Expectant mothers in the Northwest Territories who have to travel outside of their home community to give birth will no longer have to go alone, following an immediate policy change from the territory's health department.
Starting today, pregnant women under the Non-Insured Health Benefits (NIHB) program, the N.W.T.'s Métis Health Benefits Policy and the territory's Medical Travel Policy will be eligible to be supported by one non-medical escort. The change applies to both Indigenous and non-Indigenous residents.
"We felt that this was important," said Glen Abernethy, the Northwest Territories' health minister. "We knew this was coming. We wanted to make it immediately available, rather than waiting for the confirmation of the exact policy Health Canada was going to be putting into place.

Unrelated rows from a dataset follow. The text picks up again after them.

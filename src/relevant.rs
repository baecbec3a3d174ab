//! Index relevance — which indexes must observe a record.
//!
//! Consulted on every record mutation to decide which index entries to add
//! or remove, and on reads to pick an index to consult. Three kinds apply:
//!
//! - global indexes, attached at hierarchy root, apply unconditionally;
//! - collection indexes, discovered by walking the record's key prefix by
//!   prefix and matching each prefix to its owning node (ancestor-first);
//! - reverse-reference indexes, declared by the record's own reference
//!   fields and stored under the *referenced* record.
//!
//! The result is not deduplicated: a schema that attaches the same index
//! twice is a schema-authoring error, not a runtime concern. Multi-index
//! updates driven by this result are not atomic across indexes.

use crate::error::{Result, StoreError};
use crate::hierarchy::{query, FieldType, Hierarchy, IndexNode, NodeRef};
use crate::keys::{join_key, split_key};
use crate::record::Record;

/// An index node paired with the concrete storage path where its data
/// lives for the record in question.
#[derive(Debug, Clone)]
pub struct IndexAndPath<'a> {
    pub node: &'a IndexNode,
    pub path: String,
}

/// The full set of indexes relevant to one record.
#[derive(Debug, Default)]
pub struct RelevantIndexes<'a> {
    pub global_indexes: Vec<IndexAndPath<'a>>,
    pub collections: Vec<IndexAndPath<'a>>,
    pub reverse_reference: Vec<IndexAndPath<'a>>,
}

/// Compute every index that must observe `record`.
pub fn get_relevant_indexes<'a>(
    hierarchy: &'a Hierarchy,
    record: &Record,
) -> Result<RelevantIndexes<'a>> {
    let record_node = query::record_node_for_key(hierarchy, &record.key)?;

    // -- Global: direct children of root, path = own node key -------------
    let global_indexes = hierarchy
        .root
        .indexes
        .iter()
        .map(|index| IndexAndPath {
            node: index,
            path: index.node_key.clone(),
        })
        .collect();

    // -- Collection: ancestor-first walk of the key prefixes --------------
    // Deeper nodes have longer patterns, so sorting by decreasing pattern
    // length makes the most specific node win each prefix.
    let mut candidates = hierarchy.flattened();
    candidates.sort_by(|a, b| b.path_regx().len().cmp(&a.path_regx().len()));

    let mut collections = Vec::new();
    let mut prefix = String::new();
    for part in split_key(&record.key) {
        prefix = join_key([prefix.as_str(), part.as_str()]);

        let mut matched = None;
        for candidate in &candidates {
            if query::matches_path(candidate.path_regx(), &prefix)? {
                matched = Some(*candidate);
                break;
            }
        }

        let Some(NodeRef::Collection(collection)) = matched else {
            continue;
        };
        for index in &collection.indexes {
            let allowed = index.allowed_record_node_ids.is_empty()
                || index.allowed_record_node_ids.contains(&record_node.node_id);
            if allowed {
                collections.push(IndexAndPath {
                    node: index,
                    path: join_key([prefix.as_str(), index.name.as_str()]),
                });
            }
        }
    }

    // -- Reverse-reference: declared by the record's own fields -----------
    let mut reverse_reference = Vec::new();
    for field in &record_node.fields {
        if field.field_type != FieldType::Reference || field.reverse_index_node_keys.is_empty() {
            continue;
        }
        let Some(referenced_key) = record.reference_key(&field.name) else {
            continue;
        };
        for index_node_key in &field.reverse_index_node_keys {
            let index = query::index_node_by_node_key(hierarchy, index_node_key)
                .ok_or_else(|| StoreError::NodeNotFound(index_node_key.clone()))?;
            reverse_reference.push(IndexAndPath {
                node: index,
                path: join_key([referenced_key, index.name.as_str()]),
            });
        }
    }

    Ok(RelevantIndexes {
        global_indexes,
        collections,
        reverse_reference,
    })
}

So I directed the department to move on it immediately."
Last week, Health Canada announced it would be making changes to the NIHB program for Inuit and First Nations, funding non-medical escorts for pregnant Indigenous women.
It was not immediately clear how the change would impact northerners. At the time, the N.W.T. health department said it was working with Health Canada to develop policy guidelines to support the change.
According to a news release issued Tuesday by the territorial government, Health Canada has not yet clarified the guidelines for the NIHB benefit. However, in the meantime, the territorial government will create an interim measure allowing for a non-medical escort for expectant mothers 14 days before their due date.
Abernethy says that the costs to cover the policy change will initially come from within the health department, but that they will "possibly be looking for some additional dollars once we have a better sense of what the ongoing costs are going to be."
Once Health Canada "provides final direction," the release reads, the territory's policy will be updated.